Hi Katy
I don't drive and get along fine by walking lots with the children, and using buses for longer journeys, or essential trips like preschool collections if the weather is totally manky.
I've never got on with buggy boards, but that's cos I'm quite tall and therefore have a long stride, so I keep stepping/tripping on them. They certainly seem to work fine for others. I have a T3 jogger which will carry 3, but they need to be littlies, or the whole thing is too heavy on slopes. For the most part, I remove the top seat, making a double, so up to 2 can ride while the other(s) walk.

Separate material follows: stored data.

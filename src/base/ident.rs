//! Identifier classification.
//!
//! Pure string tests over intermediate identifiers. Nothing here allocates
//! except the helpers that build new identifiers.

use super::constants::{GENERATED_PREFIXES, SYNTHETIC_CLASS_PREFIX};

/// True iff `name` lives in the generated-identifier namespace.
pub fn is_generated_identifier(name: &str) -> bool {
    GENERATED_PREFIXES
        .iter()
        .any(|prefix| name.starts_with(prefix))
}

/// True iff `name` is a placeholder class name.
pub fn is_synthetic_class_name(name: &str) -> bool {
    name.starts_with(SYNTHETIC_CLASS_PREFIX)
}

/// Dotted display name for a class or package.
///
/// Placeholder class names are useless downstream, so the human-readable
/// `original` name is used for them instead of `mapped`.
pub fn display_class_name(original: &str, mapped: &str) -> String {
    let name = if is_synthetic_class_name(mapped) {
        original
    } else {
        mapped
    };
    name.replace('/', ".")
}

/// Short tag used to build legacy parameter ids from a method id.
///
/// `func_1234_a` yields `1234`; an id without `_` is its own tag. Trailing
/// empty segments are ignored, so `a_` has no tag at all while `func__a` has
/// an empty one. Returns `None` when there is no tag or it is purely
/// alphabetic: such a method was named by hand (typically a functional
/// interface method) and its parameters have no generated ids.
pub fn method_tag(mapped: &str) -> Option<&str> {
    let tag = if mapped.contains('_') {
        let trimmed = mapped.trim_end_matches('_');
        trimmed.split('_').nth(1)?
    } else {
        mapped
    };

    if !tag.is_empty() && tag.chars().all(|c| c.is_ascii_alphabetic()) {
        None
    } else {
        Some(tag)
    }
}

/// Legacy parameter id for an ordinary method: `p_<tag>_<index>_`.
pub fn method_parameter_id(tag: &str, index: u32) -> String {
    format!("p_{tag}_{index}_")
}

/// Legacy parameter id for a constructor: `p_i<id>_<index>_`.
pub fn constructor_parameter_id(constructor_id: &str, index: u32) -> String {
    format!("p_i{constructor_id}_{index}_")
}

A word of caution. As a non-driver, the bane of my life is wholly car-driving parents. Some are put off by me not driving (how could
any person
possibly not want to have a car!!!) and my choice not to learn to drive is obviously a clear sign of my lack of sanity, so they wouldn't let their lo's anywhere near such a loony.
The opposite side is those parents who sign up cos they think it is absolutely great that I take the time to walk everywhere and thereby give their lo's some much-needed exercise. It's much the same as those parents who believe they're paying their CM to sort out nappy training/weaning/fussy eating/all manner of L&D issues, so why on earth would they want to support it at home. It can be very difficult to overcome the whining challenge of a child whose previous experience of a 'walk' is to stagger from the family parking bay to the sliding doors of Tesco before their otherwise unused limbs atrophy completely. I'm convinced that if evolution was true, children would by now have grown wheels where our generation has legs.
But once that's overcome and they learn why goD in her infinite wisdom gave us those flexible appendages hanging from our hips, I think they learn a bigger life-lesson than how to hold a pencil in the official state-authorised manner and sit nicely for carpet-time indoctrination.
You can tell I prefer 'life-ready' as a goal to 'school-ready' can't you?